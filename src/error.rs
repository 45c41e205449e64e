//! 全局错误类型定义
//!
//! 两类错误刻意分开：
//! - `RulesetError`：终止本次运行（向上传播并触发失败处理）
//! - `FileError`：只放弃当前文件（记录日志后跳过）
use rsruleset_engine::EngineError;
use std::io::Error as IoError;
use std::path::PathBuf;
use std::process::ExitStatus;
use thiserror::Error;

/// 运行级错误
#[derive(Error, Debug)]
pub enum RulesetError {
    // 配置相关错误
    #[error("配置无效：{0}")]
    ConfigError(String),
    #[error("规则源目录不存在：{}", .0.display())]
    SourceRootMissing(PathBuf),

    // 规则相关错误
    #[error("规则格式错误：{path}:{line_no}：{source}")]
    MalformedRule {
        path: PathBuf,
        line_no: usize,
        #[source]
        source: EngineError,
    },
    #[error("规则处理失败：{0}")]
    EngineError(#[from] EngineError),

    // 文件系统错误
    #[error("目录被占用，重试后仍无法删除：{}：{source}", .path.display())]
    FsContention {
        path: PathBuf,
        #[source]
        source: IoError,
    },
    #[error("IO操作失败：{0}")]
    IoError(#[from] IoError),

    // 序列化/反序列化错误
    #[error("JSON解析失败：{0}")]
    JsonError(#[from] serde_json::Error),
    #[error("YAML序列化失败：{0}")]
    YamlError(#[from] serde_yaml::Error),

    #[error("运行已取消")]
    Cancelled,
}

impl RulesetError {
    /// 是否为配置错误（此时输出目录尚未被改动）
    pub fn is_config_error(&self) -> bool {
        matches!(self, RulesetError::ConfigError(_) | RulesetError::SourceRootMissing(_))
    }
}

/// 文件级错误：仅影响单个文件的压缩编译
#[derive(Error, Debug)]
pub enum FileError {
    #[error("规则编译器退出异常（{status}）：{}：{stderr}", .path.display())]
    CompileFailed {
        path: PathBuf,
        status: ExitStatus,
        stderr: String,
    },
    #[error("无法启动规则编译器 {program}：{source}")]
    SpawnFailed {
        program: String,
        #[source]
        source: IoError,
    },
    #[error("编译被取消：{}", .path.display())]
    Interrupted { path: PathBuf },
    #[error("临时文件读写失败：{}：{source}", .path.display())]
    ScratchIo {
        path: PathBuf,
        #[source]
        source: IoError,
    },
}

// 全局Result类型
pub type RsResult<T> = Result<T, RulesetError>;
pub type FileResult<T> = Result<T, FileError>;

▬▬▬▬▬▬▬▬▬▬

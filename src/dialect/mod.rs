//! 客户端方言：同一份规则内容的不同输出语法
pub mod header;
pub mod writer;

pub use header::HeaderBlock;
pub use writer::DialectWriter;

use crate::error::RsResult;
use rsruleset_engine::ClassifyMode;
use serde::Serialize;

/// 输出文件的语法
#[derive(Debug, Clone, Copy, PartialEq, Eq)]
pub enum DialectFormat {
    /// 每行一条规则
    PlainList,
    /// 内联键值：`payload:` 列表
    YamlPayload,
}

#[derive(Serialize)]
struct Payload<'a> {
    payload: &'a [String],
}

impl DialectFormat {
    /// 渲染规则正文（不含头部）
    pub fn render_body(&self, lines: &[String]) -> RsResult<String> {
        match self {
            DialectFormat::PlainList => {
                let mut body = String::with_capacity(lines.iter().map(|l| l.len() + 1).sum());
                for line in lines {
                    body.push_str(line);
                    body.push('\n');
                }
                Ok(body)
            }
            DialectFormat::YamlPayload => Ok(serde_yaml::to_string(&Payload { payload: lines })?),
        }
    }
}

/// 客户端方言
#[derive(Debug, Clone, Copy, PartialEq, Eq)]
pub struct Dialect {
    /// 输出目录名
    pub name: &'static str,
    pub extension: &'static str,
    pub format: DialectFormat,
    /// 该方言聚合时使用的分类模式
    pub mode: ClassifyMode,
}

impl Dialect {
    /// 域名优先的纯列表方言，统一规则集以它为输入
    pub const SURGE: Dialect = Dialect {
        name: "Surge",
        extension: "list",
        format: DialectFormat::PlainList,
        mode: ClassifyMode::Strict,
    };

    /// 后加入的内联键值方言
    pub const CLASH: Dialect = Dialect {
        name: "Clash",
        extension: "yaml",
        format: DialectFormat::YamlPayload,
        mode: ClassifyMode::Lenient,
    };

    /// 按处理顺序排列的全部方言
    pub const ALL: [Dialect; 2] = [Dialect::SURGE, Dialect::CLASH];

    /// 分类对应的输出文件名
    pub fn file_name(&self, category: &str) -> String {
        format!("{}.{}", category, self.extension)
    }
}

▬▬▬▬▬▬▬▬▬▬

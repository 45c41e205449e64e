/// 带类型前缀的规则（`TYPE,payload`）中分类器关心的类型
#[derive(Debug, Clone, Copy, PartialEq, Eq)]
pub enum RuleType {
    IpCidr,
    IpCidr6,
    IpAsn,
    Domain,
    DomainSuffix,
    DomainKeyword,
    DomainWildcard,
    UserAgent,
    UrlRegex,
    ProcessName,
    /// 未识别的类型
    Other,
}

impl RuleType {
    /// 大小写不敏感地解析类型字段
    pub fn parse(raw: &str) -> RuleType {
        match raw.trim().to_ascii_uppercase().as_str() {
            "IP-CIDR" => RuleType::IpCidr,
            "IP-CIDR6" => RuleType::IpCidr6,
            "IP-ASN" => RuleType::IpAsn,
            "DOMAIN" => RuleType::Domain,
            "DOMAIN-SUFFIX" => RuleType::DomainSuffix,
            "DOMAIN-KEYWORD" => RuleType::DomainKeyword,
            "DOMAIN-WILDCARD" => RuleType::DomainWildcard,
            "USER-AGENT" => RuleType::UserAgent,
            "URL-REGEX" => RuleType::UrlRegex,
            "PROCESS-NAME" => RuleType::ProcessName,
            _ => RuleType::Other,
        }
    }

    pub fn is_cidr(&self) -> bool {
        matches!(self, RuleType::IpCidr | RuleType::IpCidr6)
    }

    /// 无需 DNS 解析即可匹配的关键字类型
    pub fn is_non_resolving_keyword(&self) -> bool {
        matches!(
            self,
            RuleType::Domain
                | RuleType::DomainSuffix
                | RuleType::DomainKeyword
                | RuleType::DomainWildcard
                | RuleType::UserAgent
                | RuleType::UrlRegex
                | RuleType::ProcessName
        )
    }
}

▬▬▬▬▬▬▬▬▬▬

◆ **Goal of the exercise**
Where the string "stderr" occurs in the data, return the whole line.

◆ **Worked solution**
    #[error("规则编译器退出异常（{status}）：{}：{stderr}", .path.display())]
        stderr: String,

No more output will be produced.